The judgment in [2024] SGHC 9 addresses a complex commercial landlord-tenant dispute involving the legality of building structures and the doctrine of affirmation in the face of a repudiatory breach. The dispute arose from the lease of a three-storey shophouse at 29 Lembu Road, where the plaintiffs intended to operate a restaurant on the ground floor and house staff on the upper floors. The parties entered into two separate tenancy agreements for different portions of the property. The central conflict was triggered when the plaintiffs discovered that the third storey of the property had been constructed without the requisite planning permissions, leading to a claim that the landlord had breached an implied term regarding the lawful construction of the premises.

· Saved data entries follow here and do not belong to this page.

/*!
Test Harness pour PrintWatch

Facilite l'écriture de tests avec:
- Répertoire temporaire et fichier printers.json isolé
- Génération d'un parc simulé (N imprimantes, fraction joignable)
- Lancement d'un routeur axum sur un port local libre
*/

use crate::probe_stub::StubProbe;
use anyhow::Result;
use axum::Router;
use printwatch_core::models::Printer;
use std::net::SocketAddr;
use std::path::PathBuf;
use tempfile::TempDir;
use tokio::net::TcpListener;

/// Harness de test avec fichier de données isolé
pub struct TestHarness {
    dir: TempDir,
}

impl TestHarness {
    pub fn new() -> Result<Self> {
        Ok(Self { dir: TempDir::new()? })
    }

    /// Chemin du printers.json de ce test (pas créé tant qu'on n'écrit pas)
    pub fn data_path(&self) -> PathBuf {
        self.dir.path().join("printers.json")
    }

    pub fn write_printers(&self, printers: &[Printer]) -> Result<()> {
        std::fs::write(self.data_path(), serde_json::to_string_pretty(printers)?)?;
        Ok(())
    }

    /// Contenu actuel du fichier, tel que relu depuis le disque
    pub fn read_printers(&self) -> Result<Vec<Printer>> {
        let raw = std::fs::read_to_string(self.data_path())?;
        Ok(serde_json::from_str(&raw)?)
    }
}

/// Parc de `total` imprimantes dont les `up` premières répondent
pub fn simulated_fleet(total: usize, up: usize) -> (Vec<Printer>, StubProbe) {
    let printers: Vec<Printer> = (0..total)
        .map(|i| Printer::new(format!("10.{}.{}.{}", i / 65536 % 256, i / 256 % 256, i % 256), format!("Setor {i}")))
        .collect();
    let probe = StubProbe::new().with_reachable(printers.iter().take(up).map(|p| p.ip.clone()));
    (printers, probe)
}

/// Sert `app` sur 127.0.0.1 (port libre) en tâche de fond
pub async fn serve_local(app: Router) -> Result<SocketAddr> {
    let listener = TcpListener::bind("127.0.0.1:0").await?;
    let addr = listener.local_addr()?;
    tokio::spawn(async move {
        if let Err(e) = axum::serve(listener, app).await {
            tracing::error!("test server stopped: {}", e);
        }
    });
    Ok(addr)
}
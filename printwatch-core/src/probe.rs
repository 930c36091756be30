//! Reachability probe backed by the system `ping` binary
//!
//! A host is up when a single echo request exits with status 0. Anything
//! else (missing binary, spawn failure, non-zero exit, deadline exceeded)
//! degrades to "down" for that host only.

use async_trait::async_trait;
use std::path::PathBuf;
use std::process::Stdio;
use std::time::Duration;
use tokio::process::Command;
use tracing::{debug, warn};

/// Extra time granted to the child on top of the ping timeout itself.
pub const DEADLINE_GRACE: Duration = Duration::from_secs(1);

#[async_trait]
pub trait Probe: Send + Sync {
    /// `true` when `ip` answered within `timeout`.
    async fn check(&self, ip: &str, timeout: Duration) -> bool;
}

/// Flag dialects of `ping` across operating systems.
#[derive(Debug, Clone, Copy, PartialEq, Eq)]
pub enum PingPlatform {
    Linux,
    MacOs,
    Windows,
    Other,
}

impl PingPlatform {
    pub fn current() -> Self {
        if cfg!(target_os = "linux") || cfg!(target_os = "android") {
            Self::Linux
        } else if cfg!(target_os = "macos") {
            Self::MacOs
        } else if cfg!(target_os = "windows") {
            Self::Windows
        } else {
            Self::Other
        }
    }

    /// Arguments for a single-packet ping of `ip`.
    pub fn args(self, ip: &str, timeout: Duration) -> Vec<String> {
        let millis = timeout.as_millis().max(1).to_string();
        match self {
            // iputils wants whole seconds; 0 would mean "no timeout"
            Self::Linux => {
                let secs = timeout.as_secs_f64().ceil().max(1.0) as u64;
                vec!["-c".into(), "1".into(), "-W".into(), secs.to_string(), ip.into()]
            }
            Self::MacOs => vec!["-c".into(), "1".into(), "-W".into(), millis, ip.into()],
            Self::Windows => vec!["-n".into(), "1".into(), "-w".into(), millis, ip.into()],
            Self::Other => vec!["-c".into(), "1".into(), ip.into()],
        }
    }
}

#[derive(Debug, Clone, PartialEq, Eq)]
pub enum ProbeOutcome {
    Exited(Option<i32>),
    TimedOut,
    SpawnFailed(String),
}

impl ProbeOutcome {
    pub fn is_success(&self) -> bool {
        matches!(self, Self::Exited(Some(0)))
    }
}

/// Runs `cmd` to completion, killing it once `deadline` has elapsed.
pub async fn run_with_deadline(mut cmd: Command, deadline: Duration) -> ProbeOutcome {
    cmd.stdin(Stdio::null())
        .stdout(Stdio::null())
        .stderr(Stdio::null())
        .kill_on_drop(true);

    let mut child = match cmd.spawn() {
        Ok(child) => child,
        Err(e) => return ProbeOutcome::SpawnFailed(e.to_string()),
    };

    match tokio::time::timeout(deadline, child.wait()).await {
        Ok(Ok(status)) => ProbeOutcome::Exited(status.code()),
        Ok(Err(e)) => ProbeOutcome::SpawnFailed(e.to_string()),
        Err(_) => {
            if let Err(e) = child.kill().await {
                debug!("failed to kill timed out child: {}", e);
            }
            ProbeOutcome::TimedOut
        }
    }
}

/// Probe shelling out to the `ping` found on `PATH`.
#[derive(Debug, Clone)]
pub struct SystemPing {
    binary: Option<PathBuf>,
    platform: PingPlatform,
}

impl SystemPing {
    pub fn new() -> Self {
        let binary = which::which("ping").ok();
        if binary.is_none() {
            warn!("no ping executable on PATH, every printer will be reported down");
        }
        Self {
            binary,
            platform: PingPlatform::current(),
        }
    }

    /// Probe using an explicit binary (or none at all).
    pub fn with_binary(binary: Option<PathBuf>, platform: PingPlatform) -> Self {
        Self { binary, platform }
    }

    pub fn is_available(&self) -> bool {
        self.binary.is_some()
    }
}

impl Default for SystemPing {
    fn default() -> Self {
        Self::new()
    }
}

#[async_trait]
impl Probe for SystemPing {
    async fn check(&self, ip: &str, timeout: Duration) -> bool {
        let Some(binary) = &self.binary else {
            return false;
        };

        let mut cmd = Command::new(binary);
        cmd.args(self.platform.args(ip, timeout));

        let outcome = run_with_deadline(cmd, timeout + DEADLINE_GRACE).await;
        match &outcome {
            ProbeOutcome::SpawnFailed(e) => debug!("ping {} could not run: {}", ip, e),
            ProbeOutcome::TimedOut => debug!("ping {} killed after deadline", ip),
            ProbeOutcome::Exited(code) => debug!("ping {} exited with {:?}", ip, code),
        }
        outcome.is_success()
    }
}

The High Court was required to determine whether the two tenancy agreements constituted a single, integrated transaction or two independent contracts. This distinction was vital because the plaintiffs sought to justify their termination of both agreements based on a breach primarily affecting the upper storeys. Vinodh Coomaraswamy J held that the agreements were separate and independent, emphasizing the autonomy of the written instruments. While the court found that the defendant had indeed committed a repudiatory breach of an implied term in the second tenancy agreement—specifically that the third storey was lawfully constructed—it ultimately ruled that the plaintiffs had affirmed the contract. By continuing to occupy the premises and engage in correspondence for nearly a year after discovering the illegality, the plaintiffs lost their right to rescind the agreement.

The doctrinal contribution of this case lies in its rigorous application of the three-step process for implying terms in fact, as established in Sembcorp Marine Ltd v PPL Holdings Pte Ltd [2013] 4 SLR 193. The court clarified that while a warranty of lawful construction can be implied for business efficacy, the remedy for its breach is subject to the strict rules of affirmation. The judgment also reinforces the high threshold for treating separate contractual documents as a single transaction, even when they are functionally linked in a commercial sense. The court’s analysis of the "entire agreement" clause (Clause 31) served as a significant barrier to the plaintiffs' attempt to merge the two agreements into a single legal entity.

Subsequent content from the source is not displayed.